Le numéro 81 de la revue “Vie de familles”, daté de février 2009, publiée par la Caisse d’Allocation Familiale, consacre son dossier à la dépendance des enfants et des jeunes aux écrans, sans cesse plus nombreux dans les foyers. Son titre : “Nos enfants accros aux écrans ?”
Dans un contexte de suspicion généralisée à l’égard de ces nouvelles pratiques, le point d’interrogation qui clôt le titre de l’article m’a surpris. Paresse intellectuelle ou complaisance avec un cadre social professionnel assez hostile opposé au jeu vidéo, j’avais implicitement gommé l’interrogation pour ne conserver que le point
Le dossier ne se révèle pas un procès à charge et l’écran, en dépit de la fascination qu’il suscite et qui inquiète, n’y figure pas l’ennemi à circonscrire ou à éliminer mais un outil à connaitre et à maitriser.

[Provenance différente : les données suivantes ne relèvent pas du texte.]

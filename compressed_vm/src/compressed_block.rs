use crate::util::ceil_div;

/// Stable handle of a [`CompressedBlock`] inside of a [`CompressedBlockStore`].
///
/// Every translation entry of a page that lives inside of a block stores the
/// handle of that block instead of a reference to it.
#[derive(Debug, Clone, Copy, PartialEq, Eq, Hash, PartialOrd, Ord)]
pub struct BlockHandle(usize);

impl BlockHandle {
    pub fn index(&self) -> usize {
        self.0
    }
}

/// Describes one compressed run of physical pages and the virtual pages it backs.
#[derive(Debug, Clone, PartialEq, Eq)]
pub struct CompressedBlock {
    /// first physical page of the compressed byte stream
    start_ppn: usize,

    /// actual length of the compressed stream
    compressed_byte_length: usize,

    /// length of the page run before compression
    uncompressed_byte_length: usize,

    /// vpn of each page in this block, in the order they were compressed
    vpn_list: Vec<usize>,
}

impl CompressedBlock {
    pub(crate) fn new(
        start_ppn: usize,
        compressed_byte_length: usize,
        uncompressed_byte_length: usize,
    ) -> Self {
        Self {
            start_ppn,
            compressed_byte_length,
            uncompressed_byte_length,
            vpn_list: Vec::new(),
        }
    }

    pub fn start_ppn(&self) -> usize {
        self.start_ppn
    }

    pub fn compressed_byte_length(&self) -> usize {
        self.compressed_byte_length
    }

    pub fn uncompressed_byte_length(&self) -> usize {
        self.uncompressed_byte_length
    }

    pub fn vpn_list(&self) -> &[usize] {
        &self.vpn_list
    }

    /// Returns the vpn that is stored at position `offset` of this block
    pub fn vpn(&self, offset: usize) -> Option<usize> {
        self.vpn_list.get(offset).copied()
    }

    pub(crate) fn push_vpn(&mut self, vpn: usize) {
        self.vpn_list.push(vpn);
    }

    /// Number of pages needed to hold the uncompressed data again
    pub fn uncompressed_page_count(&self, page_size: usize) -> usize {
        ceil_div(self.uncompressed_byte_length, page_size)
    }

    /// Number of physical pages the compressed stream occupies
    pub fn compressed_page_count(&self, page_size: usize) -> usize {
        ceil_div(self.compressed_byte_length, page_size).max(1)
    }

    /// A block is only usable if there is exactly one vpn for every uncompressed page
    pub fn is_vpn_list_set(&self, page_size: usize) -> bool {
        self.vpn_list.len() == self.uncompressed_page_count(page_size)
    }
}

/// Arena of compressed blocks. Freed slots are reused by later insertions.
#[derive(Debug, Default)]
pub struct CompressedBlockStore {
    slots: Vec<Option<CompressedBlock>>,
    free_slots: Vec<usize>,
    len: usize,
}

impl CompressedBlockStore {
    pub fn new() -> Self {
        Self::default()
    }

    pub(crate) fn insert(&mut self, block: CompressedBlock) -> BlockHandle {
        self.len += 1;

        if let Some(index) = self.free_slots.pop() {
            debug_assert!(self.slots[index].is_none());
            self.slots[index] = Some(block);
            return BlockHandle(index);
        }

        self.slots.push(Some(block));
        BlockHandle(self.slots.len() - 1)
    }

    pub fn get(&self, handle: BlockHandle) -> Option<&CompressedBlock> {
        self.slots.get(handle.0)?.as_ref()
    }

    /// Removes the block, its handle becomes invalid and may be handed out again
    pub(crate) fn remove(&mut self, handle: BlockHandle) -> Option<CompressedBlock> {
        let block = self.slots.get_mut(handle.0)?.take()?;
        self.free_slots.push(handle.0);
        self.len -= 1;

        Some(block)
    }

    pub fn len(&self) -> usize {
        self.len
    }

    pub fn is_empty(&self) -> bool {
        self.len == 0
    }

    pub fn iter(&self) -> impl Iterator<Item = (BlockHandle, &CompressedBlock)> {
        self.slots
            .iter()
            .enumerate()
            .filter_map(|(index, slot)| slot.as_ref().map(|block| (BlockHandle(index), block)))
    }

    pub(crate) fn clear(&mut self) {
        self.slots.clear();
        self.free_slots.clear();
        self.len = 0;
    }
}

#[cfg(test)]
mod test {
    use super::{CompressedBlock, CompressedBlockStore};

    #[test]
    fn test_compressed_block_page_counts() {
        let mut block = CompressedBlock::new(12, 13, 8);
        assert_eq!(block.compressed_page_count(4), 4);
        assert_eq!(block.uncompressed_page_count(4), 2);
        assert!(!block.is_vpn_list_set(4));

        block.push_vpn(7);
        assert!(!block.is_vpn_list_set(4));
        block.push_vpn(3);
        assert!(block.is_vpn_list_set(4));

        assert_eq!(block.vpn_list(), &[7, 3]);
        assert_eq!(block.vpn(1), Some(3));
        assert_eq!(block.vpn(2), None);

        // uncompressed data that does not fill the last page completely
        let block = CompressedBlock::new(0, 0, 9);
        assert_eq!(block.uncompressed_page_count(4), 3);
        assert_eq!(block.compressed_page_count(4), 1);
    }

    #[test]
    fn test_compressed_block_store_reuses_slots() {
        let mut store = CompressedBlockStore::new();
        assert!(store.is_empty());

        let a = store.insert(CompressedBlock::new(1, 10, 16));
        let b = store.insert(CompressedBlock::new(2, 10, 16));
        let c = store.insert(CompressedBlock::new(3, 10, 16));
        assert_eq!(store.len(), 3);
        assert_ne!(a, b);
        assert_ne!(b, c);

        let removed = store.remove(b).unwrap();
        assert_eq!(removed.start_ppn(), 2);
        assert!(store.get(b).is_none());
        assert!(store.remove(b).is_none());
        assert_eq!(store.len(), 2);

        let d = store.insert(CompressedBlock::new(4, 10, 16));
        assert_eq!(d, b, "free slot should be reused");
        assert_eq!(store.get(d).unwrap().start_ppn(), 4);
        assert_eq!(store.get(a).unwrap().start_ppn(), 1);

        let starts: Vec<usize> = store.iter().map(|(_, block)| block.start_ppn()).collect();
        assert_eq!(starts, vec![1, 4, 3]);

        store.clear();
        assert!(store.is_empty());
        assert!(store.get(a).is_none());
    }
}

Attention aux extrêmes, met en garde la rédaction. Si le laisser-faire n’est pas souhaitable, l’interdiction pure et simple peut se révéler préjudiciable aux jeunes qui doivent avoir une maîtrise satisfaisante des nouvelles technologies.
Deux experts ont été sollicités pour la réalisation de ce dossier :
Michaël STORA, psychologue et auteur de “Les écrans, ça rend accro… Ca reste à prouver”, Hachette littérature.
Serge TISSERON, psychanalyste, auteur de “Qui a peur des jeux vidéo ?”, Albin Michel.
Poser des limites et accompagner les pratiques sont les formules clés proposées aux parents. La recherche d’un juste milieu entre la satisfaction immédiate du désir de jouer ou de communiquer avec les pairs et la préservation d’un temps suffisant de “cerveau disponible” pour d’autres activités - pourquoi pas scolaires ;-) - est au coeur de cet espace de confrontation à haute teneur éducative.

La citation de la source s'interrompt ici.